Dataset entries:
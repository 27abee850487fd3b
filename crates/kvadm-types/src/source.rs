use crate::value::{SourceMap, SourceValue};
use crate::{Error, Result};
use chrono::{DateTime, Utc};
use indexmap::{IndexMap, IndexSet};
use serde::{Deserialize, Serialize};
use std::path::Path;

/// Named per-node (or per-entity) mappings gathered for one report invocation.
///
/// Each source name maps entity id -> that entity's response. A node that failed to
/// answer carries `SourceValue::Error`, never an absent entry, so the failure stays
/// visible as a placeholder cell.
#[derive(Debug, Clone, Default, PartialEq, Serialize, Deserialize)]
#[serde(transparent)]
pub struct SourceSet {
    sources: IndexMap<String, SourceMap>,
}

impl SourceSet {
    pub fn new() -> Self {
        Self::default()
    }

    pub fn insert(&mut self, name: impl Into<String>, per_node: SourceMap) {
        self.sources.insert(name.into(), per_node);
    }

    pub fn with(mut self, name: impl Into<String>, per_node: SourceMap) -> Self {
        self.insert(name, per_node);
        self
    }

    pub fn get(&self, name: &str) -> Option<&SourceMap> {
        self.sources.get(name)
    }

    pub fn contains(&self, name: &str) -> bool {
        self.sources.contains_key(name)
    }

    pub fn names(&self) -> impl Iterator<Item = &str> {
        self.sources.keys().map(String::as_str)
    }

    pub fn is_empty(&self) -> bool {
        self.sources.is_empty()
    }

    /// A node's value in a source; `None` when absent or an error marker.
    pub fn node_value(&self, name: &str, node: &str) -> Option<&SourceValue> {
        self.sources
            .get(name)
            .and_then(|per_node| per_node.get(node))
            .and_then(SourceValue::present)
    }

    /// Union of entity ids across the named sources, in first-seen order.
    pub fn entities<S: AsRef<str>>(&self, names: &[S]) -> Vec<String> {
        let mut seen = IndexSet::new();
        for name in names {
            if let Some(per_node) = self.sources.get(name.as_ref()) {
                for node in per_node.keys() {
                    seen.insert(node.clone());
                }
            }
        }
        seen.into_iter().collect()
    }
}

/// Serialized cluster state: the Source Set plus values shared by every record
/// (for example the principal node id) and the collection time.
#[derive(Debug, Clone, Default, PartialEq, Serialize, Deserialize)]
pub struct Snapshot {
    #[serde(default, skip_serializing_if = "Option::is_none")]
    pub timestamp: Option<DateTime<Utc>>,

    #[serde(default)]
    pub common: SourceMap,

    pub sources: SourceSet,
}

impl Snapshot {
    pub fn load_from(path: &Path) -> Result<Self> {
        let content = std::fs::read_to_string(path)?;
        Self::from_json_str(&content)
    }

    pub fn from_json_str(content: &str) -> Result<Self> {
        let value: serde_json::Value = serde_json::from_str(content)?;
        let obj = value
            .as_object()
            .ok_or_else(|| Error::Snapshot("top level must be a JSON object".to_string()))?;

        match obj.get("sources") {
            None => return Err(Error::Snapshot("missing \"sources\" object".to_string())),
            Some(sources) if !sources.is_object() => {
                return Err(Error::Snapshot("\"sources\" must be an object".to_string()));
            }
            Some(sources) => {
                if let Some((name, _)) = sources
                    .as_object()
                    .into_iter()
                    .flatten()
                    .find(|(_, per_node)| !per_node.is_object())
                {
                    return Err(Error::Snapshot(format!(
                        "source \"{}\" must map node ids to values",
                        name
                    )));
                }
            }
        }

        Ok(serde_json::from_value(value)?)
    }

    pub fn save_to(&self, path: &Path) -> Result<()> {
        if let Some(parent) = path.parent() {
            std::fs::create_dir_all(parent)?;
        }
        let content = serde_json::to_string_pretty(self)?;
        std::fs::write(path, content)?;
        Ok(())
    }
}

#[cfg(test)]
mod tests {
    use super::*;
    use crate::source_map;
    use tempfile::TempDir;

    #[test]
    fn test_entities_union_in_first_seen_order() {
        let sources = SourceSet::new()
            .with("prefixes", source_map! { "n2" => "node2", "n1" => "node1" })
            .with("stats", source_map! { "n1" => source_map! {}, "n3" => SourceValue::error("down") });

        assert_eq!(sources.entities(&["prefixes", "stats"]), vec!["n2", "n1", "n3"]);
    }

    #[test]
    fn test_node_value_hides_error_marker() {
        let sources = SourceSet::new().with(
            "stats",
            source_map! { "n1" => SourceValue::error("timeout"), "n2" => source_map! { "x" => 5 } },
        );
        assert!(sources.node_value("stats", "n1").is_none());
        assert!(sources.node_value("stats", "n2").is_some());
        assert!(sources.node_value("missing", "n2").is_none());
    }

    #[test]
    fn test_snapshot_parse() {
        let snapshot = Snapshot::from_json_str(
            r#"{
                "timestamp": "2026-01-01T00:00:00Z",
                "common": {"principal": "A1"},
                "sources": {"stats": {"A1": {"x": 10}, "B2": {"$error": "timeout"}}}
            }"#,
        )
        .unwrap();

        assert!(snapshot.timestamp.is_some());
        assert_eq!(
            snapshot.common.get("principal"),
            Some(&SourceValue::Str("A1".to_string()))
        );
        assert!(snapshot.sources.node_value("stats", "B2").is_none());
        assert_eq!(
            snapshot
                .sources
                .node_value("stats", "A1")
                .and_then(|v| v.get("x"))
                .and_then(SourceValue::as_i64),
            Some(10)
        );
    }

    #[test]
    fn test_snapshot_rejects_bad_shapes() {
        assert!(matches!(Snapshot::from_json_str("[]"), Err(Error::Snapshot(_))));
        assert!(matches!(Snapshot::from_json_str("{}"), Err(Error::Snapshot(_))));
        assert!(matches!(
            Snapshot::from_json_str(r#"{"sources": {"stats": 3}}"#),
            Err(Error::Snapshot(_))
        ));
        assert!(matches!(Snapshot::from_json_str("{"), Err(Error::Json(_))));
    }

    #[test]
    fn test_snapshot_save_and_load() -> Result<()> {
        let temp_dir = TempDir::new()?;
        let path = temp_dir.path().join("nested").join("snapshot.json");

        let snapshot = Snapshot {
            timestamp: None,
            common: source_map! { "principal" => "A1" },
            sources: SourceSet::new().with("stats", source_map! { "A1" => SourceValue::error("x") }),
        };
        snapshot.save_to(&path)?;

        let loaded = Snapshot::load_from(&path)?;
        assert_eq!(loaded, snapshot);
        Ok(())
    }
}
use crate::record::EntryData;
use crate::value::{Value, format_float};

pub type ConvertFn = fn(&EntryData<'_>) -> String;

/// Display transform applied to a present value after projection.
#[derive(Debug, Clone, Copy)]
pub enum Converter {
    /// Binary byte units: `1.500 KB`
    Byte,
    /// Decimal magnitude suffixes: `12.345 M`
    ScientificUnits,
    /// Seconds as `HH:MM:SS`, prefixed with days when needed
    Time,
    ListToCommaSeparated,
    Custom(ConvertFn),
}

impl Converter {
    pub fn convert(&self, edata: &EntryData<'_>) -> String {
        let value = edata.value;
        match self {
            Converter::Byte => value.as_f64().map(byte).unwrap_or_else(|| value.to_string()),
            Converter::ScientificUnits => value
                .as_f64()
                .map(scientific_units)
                .unwrap_or_else(|| value.to_string()),
            Converter::Time => value.as_f64().map(time).unwrap_or_else(|| value.to_string()),
            Converter::ListToCommaSeparated => match value {
                Value::List(items) => items
                    .iter()
                    .map(|v| v.to_string())
                    .collect::<Vec<_>>()
                    .join(", "),
                other => other.to_string(),
            },
            Converter::Custom(func) => func(edata),
        }
    }
}

const BYTE_UNITS: [&str; 7] = ["B", "KB", "MB", "GB", "TB", "PB", "EB"];
const SCIENTIFIC_UNITS: [&str; 7] = ["", "K", "M", "G", "T", "P", "E"];

fn scaled(value: f64, base: f64, units: &[&str]) -> (f64, usize) {
    let mut scaled = value.abs();
    let mut idx = 0;
    while scaled >= base && idx < units.len() - 1 {
        scaled /= base;
        idx += 1;
    }
    (scaled.copysign(value), idx)
}

pub fn byte(value: f64) -> String {
    let (scaled, idx) = scaled(value, 1024.0, &BYTE_UNITS);
    if idx == 0 {
        format!("{} {}", format_float(scaled), BYTE_UNITS[0])
    } else {
        format!("{:.3} {}", scaled, BYTE_UNITS[idx])
    }
}

pub fn scientific_units(value: f64) -> String {
    let (scaled, idx) = scaled(value, 1000.0, &SCIENTIFIC_UNITS);
    if idx == 0 {
        format_float(scaled)
    } else {
        format!("{:.3} {}", scaled, SCIENTIFIC_UNITS[idx])
    }
}

pub fn time(seconds: f64) -> String {
    if seconds < 0.0 || !seconds.is_finite() {
        return format_float(seconds);
    }
    let total = seconds as u64;
    let days = total / 86_400;
    let hours = (total % 86_400) / 3_600;
    let minutes = (total % 3_600) / 60;
    let secs = total % 60;

    if days > 0 {
        format!("{}d {:02}:{:02}:{:02}", days, hours, minutes, secs)
    } else {
        format!("{:02}:{:02}:{:02}", hours, minutes, secs)
    }
}

#[cfg(test)]
mod tests {
    use super::*;
    use crate::record::Record;
    use crate::value::Common;

    #[test]
    fn test_byte() {
        assert_eq!(byte(512.0), "512 B");
        assert_eq!(byte(1536.0), "1.500 KB");
        assert_eq!(byte(3.0 * 1024.0 * 1024.0 * 1024.0), "3.000 GB");
    }

    #[test]
    fn test_scientific_units() {
        assert_eq!(scientific_units(999.0), "999");
        assert_eq!(scientific_units(12_345.0), "12.345 K");
        assert_eq!(scientific_units(-2_000_000.0), "-2.000 M");
    }

    #[test]
    fn test_time() {
        assert_eq!(time(59.0), "00:00:59");
        assert_eq!(time(3_661.0), "01:01:01");
        assert_eq!(time(90_061.0), "1d 01:01:01");
    }

    #[test]
    fn test_non_numeric_falls_back_to_display() {
        let record = Record::new("A", Vec::new());
        let common = Common::new();
        let value = Value::from("n/a");
        let edata = EntryData { value: &value, record: &record, common: &common };
        assert_eq!(Converter::Byte.convert(&edata), "n/a");
    }

    #[test]
    fn test_list_to_comma_separated() {
        let record = Record::new("A", Vec::new());
        let common = Common::new();
        let value = Value::List(vec![Value::from("read"), Value::from("sys-admin")]);
        let edata = EntryData { value: &value, record: &record, common: &common };
        assert_eq!(Converter::ListToCommaSeparated.convert(&edata), "read, sys-admin");
    }
}
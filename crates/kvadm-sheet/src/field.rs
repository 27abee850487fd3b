use crate::aggregate::{Aggregator, AggregatorSelector};
use crate::convert::Converter;
use crate::error::Error;
use crate::format::Formatter;
use crate::projector::Projector;
use std::fmt;
use std::str::FromStr;

/// Horizontal alignment of a field's cells.
#[derive(Debug, Clone, Copy, PartialEq, Eq, Default)]
pub enum Align {
    #[default]
    Left,
    Right,
    Center,
}

impl FromStr for Align {
    type Err = Error;

    fn from_str(s: &str) -> Result<Self, Self::Err> {
        match s.to_ascii_lowercase().as_str() {
            "left" => Ok(Align::Left),
            "right" => Ok(Align::Right),
            "center" => Ok(Align::Center),
            _ => Err(Error::UnknownAlignment(s.to_string())),
        }
    }
}

impl fmt::Display for Align {
    fn fmt(&self, f: &mut fmt::Formatter<'_>) -> fmt::Result {
        match self {
            Align::Left => write!(f, "left"),
            Align::Right => write!(f, "right"),
            Align::Center => write!(f, "center"),
        }
    }
}

impl Align {
    /// Pad `text` to `width` display columns.
    pub fn pad(&self, text: &str, width: usize) -> String {
        let len = crate::render::text_width(text);
        if len >= width {
            return text.to_string();
        }
        let fill = width - len;
        match self {
            Align::Left => format!("{}{}", text, " ".repeat(fill)),
            Align::Right => format!("{}{}", " ".repeat(fill), text),
            Align::Center => {
                let left = fill / 2;
                format!("{}{}{}", " ".repeat(left), text, " ".repeat(fill - left))
            }
        }
    }
}

/// A named column declaration. Pure data: owns no state and is shared by every render.
#[derive(Debug, Clone)]
pub struct Field {
    pub title: String,
    pub key: String,
    pub projector: Projector,
    pub converter: Option<Converter>,
    pub aggregator: Option<Aggregator>,
    pub formatters: Vec<Formatter>,
    pub align: Align,
    pub hidden: bool,
    /// Rendered as the row label and repeated on every page in row style
    pub is_title: bool,
    /// Synthesized from data by a `DynamicFields` placeholder
    pub is_dynamic: bool,
    /// Never pruned even when a group has no value for it
    pub required: bool,
}

impl Field {
    pub fn new(title: &str, projector: Projector) -> Self {
        Self {
            title: title.to_string(),
            key: title.to_string(),
            projector,
            converter: None,
            aggregator: None,
            formatters: Vec::new(),
            align: Align::Left,
            hidden: false,
            is_title: false,
            is_dynamic: false,
            required: false,
        }
    }

    pub fn title_field(title: &str, projector: Projector) -> Self {
        Self {
            is_title: true,
            ..Self::new(title, projector)
        }
    }

    pub fn key(mut self, key: &str) -> Self {
        self.key = key.to_string();
        self
    }

    pub fn converter(mut self, converter: Converter) -> Self {
        self.converter = Some(converter);
        self
    }

    pub fn aggregator(mut self, aggregator: Aggregator) -> Self {
        self.aggregator = Some(aggregator);
        self
    }

    pub fn formatter(mut self, formatter: Formatter) -> Self {
        self.formatters.push(formatter);
        self
    }

    pub fn align(mut self, align: Align) -> Self {
        self.align = align;
        self
    }

    pub fn right(self) -> Self {
        self.align(Align::Right)
    }

    pub fn hidden(mut self) -> Self {
        self.hidden = true;
        self
    }
}

/// Fields rendered together under one sub-header. Affects layout only.
#[derive(Debug, Clone)]
pub struct Subgroup {
    pub title: String,
    pub fields: Vec<Field>,
}

impl Subgroup {
    pub fn new(title: &str, fields: Vec<Field>) -> Self {
        Self {
            title: title.to_string(),
            fields,
        }
    }
}

/// Order of synthesized dynamic fields.
#[derive(Debug, Clone, Copy, PartialEq, Eq, Default)]
pub enum DynamicFieldOrder {
    /// Order in which the keys first appear in the data
    #[default]
    Source,
    Ascending,
    Descending,
}

/// Projector kind chosen for a synthesized field.
#[derive(Debug, Clone, Copy, PartialEq, Eq)]
pub enum ProjectorKind {
    String,
    Number,
    Float,
    Boolean,
}

impl ProjectorKind {
    pub fn build(&self, source: &str, key: &str) -> Projector {
        match self {
            ProjectorKind::String => Projector::string(source, &[key]),
            ProjectorKind::Number => Projector::number(source, &[key]),
            ProjectorKind::Float => Projector::float(source, &[key]),
            ProjectorKind::Boolean => Projector::boolean(source, &[key]),
        }
    }
}

pub type ProjectorSelector = fn(&str) -> ProjectorKind;

/// Placeholder expanded at evaluation time into one field per key found in `source`.
#[derive(Debug, Clone)]
pub struct DynamicFields {
    pub source: String,
    pub required: bool,
    pub order: DynamicFieldOrder,
    pub projector_selector: Option<ProjectorSelector>,
    pub aggregator_selector: Option<AggregatorSelector>,
}

impl DynamicFields {
    pub fn new(source: &str) -> Self {
        Self {
            source: source.to_string(),
            required: false,
            order: DynamicFieldOrder::Source,
            projector_selector: None,
            aggregator_selector: None,
        }
    }

    pub fn required(mut self) -> Self {
        self.required = true;
        self
    }

    pub fn order(mut self, order: DynamicFieldOrder) -> Self {
        self.order = order;
        self
    }

    pub fn projector_selector(mut self, selector: ProjectorSelector) -> Self {
        self.projector_selector = Some(selector);
        self
    }

    pub fn aggregator_selector(mut self, selector: AggregatorSelector) -> Self {
        self.aggregator_selector = Some(selector);
        self
    }
}

/// One entry of a schema.
#[derive(Debug, Clone)]
pub enum Decl {
    Field(Field),
    Subgroup(Subgroup),
    Dynamic(DynamicFields),
}

impl From<Field> for Decl {
    fn from(field: Field) -> Self {
        Decl::Field(field)
    }
}

impl From<Subgroup> for Decl {
    fn from(subgroup: Subgroup) -> Self {
        Decl::Subgroup(subgroup)
    }
}

impl From<DynamicFields> for Decl {
    fn from(dynamic: DynamicFields) -> Self {
        Decl::Dynamic(dynamic)
    }
}

#[cfg(test)]
mod tests {
    use super::*;

    #[test]
    fn test_pad_counts_terminal_columns() {
        assert_eq!(Align::Left.pad("東京", 6), "東京  ");
        assert_eq!(Align::Right.pad("ab", 4), "  ab");
        assert_eq!(Align::Center.pad("東", 5), " 東  ");
    }

    #[test]
    fn test_align_pad() {
        assert_eq!(Align::Left.pad("ab", 5), "ab   ");
        assert_eq!(Align::Right.pad("ab", 5), "   ab");
        assert_eq!(Align::Center.pad("ab", 5), " ab  ");
        assert_eq!(Align::Right.pad("abcdef", 3), "abcdef");
    }

    #[test]
    fn test_align_from_str() {
        assert_eq!("RIGHT".parse::<Align>().unwrap(), Align::Right);
        assert!(matches!("justify".parse::<Align>(), Err(Error::UnknownAlignment(_))));
    }

    #[test]
    fn test_key_defaults_to_title() {
        let field = Field::new("Client Conns", Projector::number("stats", &["client_connections"]));
        assert_eq!(field.key, "Client Conns");
        assert_eq!(field.key("conns").key, "conns");
    }
}
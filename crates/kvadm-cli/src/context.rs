use crate::config::Config;
use anyhow::{Context as _, Result};
use kvadm_reports::ReportKind;
use kvadm_sheet::{RenderOptions, TerminalSize, common_from_source, render};
use kvadm_types::{Snapshot, SourceSet};
use std::io::Write;
use std::path::Path;
use tracing::debug;

/// Display settings resolved from flags, config and the terminal.
#[derive(Debug, Clone)]
pub struct Display {
    pub terminal: TerminalSize,
    pub enable_color: bool,
    pub title_repeat: bool,
    pub flip: bool,
    pub disable_aggregations: bool,
}

/// Everything a report handler needs: the loaded snapshot and how to draw.
pub struct ReportContext {
    pub snapshot: Snapshot,
    pub config: Config,
    pub display: Display,
}

/// Per-call knobs on top of the resolved display.
#[derive(Debug, Clone, Default)]
pub struct ReportRequest {
    pub title: Option<String>,
    pub dynamic_diff: bool,
    pub selectors: Vec<String>,
}

impl ReportContext {
    pub fn new(snapshot: Snapshot, config: Config, display: Display) -> Self {
        Self {
            snapshot,
            config,
            display,
        }
    }

    pub fn load(snapshot_path: &Path, config: Config, display: Display) -> Result<Self> {
        let snapshot = Snapshot::load_from(snapshot_path)
            .with_context(|| format!("failed to load snapshot {}", snapshot_path.display()))?;
        debug!(
            path = %snapshot_path.display(),
            sources = snapshot.sources.names().count(),
            "loaded snapshot"
        );
        Ok(Self::new(snapshot, config, display))
    }

    pub fn sources(&self) -> &SourceSet {
        &self.snapshot.sources
    }

    pub fn render_options(&self, kind: ReportKind, request: &ReportRequest) -> Result<RenderOptions> {
        let default_style = kind.sheet()?.default_style();
        let style = self.config.report_style(kind.name()).unwrap_or(default_style);
        let style = if self.display.flip { style.flipped() } else { style };

        Ok(RenderOptions {
            style: Some(style),
            title_repeat: self.display.title_repeat,
            disable_aggregations: self.display.disable_aggregations,
            dynamic_diff: request.dynamic_diff,
            selectors: request.selectors.clone(),
            description: kind.description().map(str::to_string),
            timestamp: self.snapshot.timestamp,
            common: common_from_source(&self.snapshot.common),
            terminal: self.display.terminal,
            enable_color: self.display.enable_color,
        })
    }

    /// Render `kind` over `sources` as text; `None` when nothing is visible.
    pub fn render(
        &self,
        kind: ReportKind,
        sources: &SourceSet,
        request: &ReportRequest,
    ) -> Result<Option<String>> {
        let sheet = kind.sheet()?;
        let options = self.render_options(kind, request)?;
        let title = request.title.as_deref().unwrap_or(kind.title());
        let rendered = render(&sheet, title, sources, &options)?;
        Ok(rendered.map(|r| r.text))
    }

    /// Render and write to stdout.
    pub fn print(&self, kind: ReportKind, sources: &SourceSet, request: &ReportRequest) -> Result<()> {
        match self.render(kind, sources, request)? {
            Some(text) => write_stdout(&text),
            None => {
                debug!(report = kind.name(), "report has nothing to show");
                Ok(())
            }
        }
    }
}

pub fn write_stdout(text: &str) -> Result<()> {
    let stdout = std::io::stdout();
    let mut out = stdout.lock();
    out.write_all(text.as_bytes())?;
    out.flush()?;
    Ok(())
}
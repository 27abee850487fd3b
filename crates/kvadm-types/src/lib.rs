pub mod error;
pub mod source;
pub mod value;

pub use error::{Error, Result};
pub use source::{Snapshot, SourceSet};
pub use value::{ERROR_MARKER_KEY, SourceMap, SourceValue};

Work instructions: Your reply must be one number, namely how many lines of the material above contain the string "const".

Output of the task: 2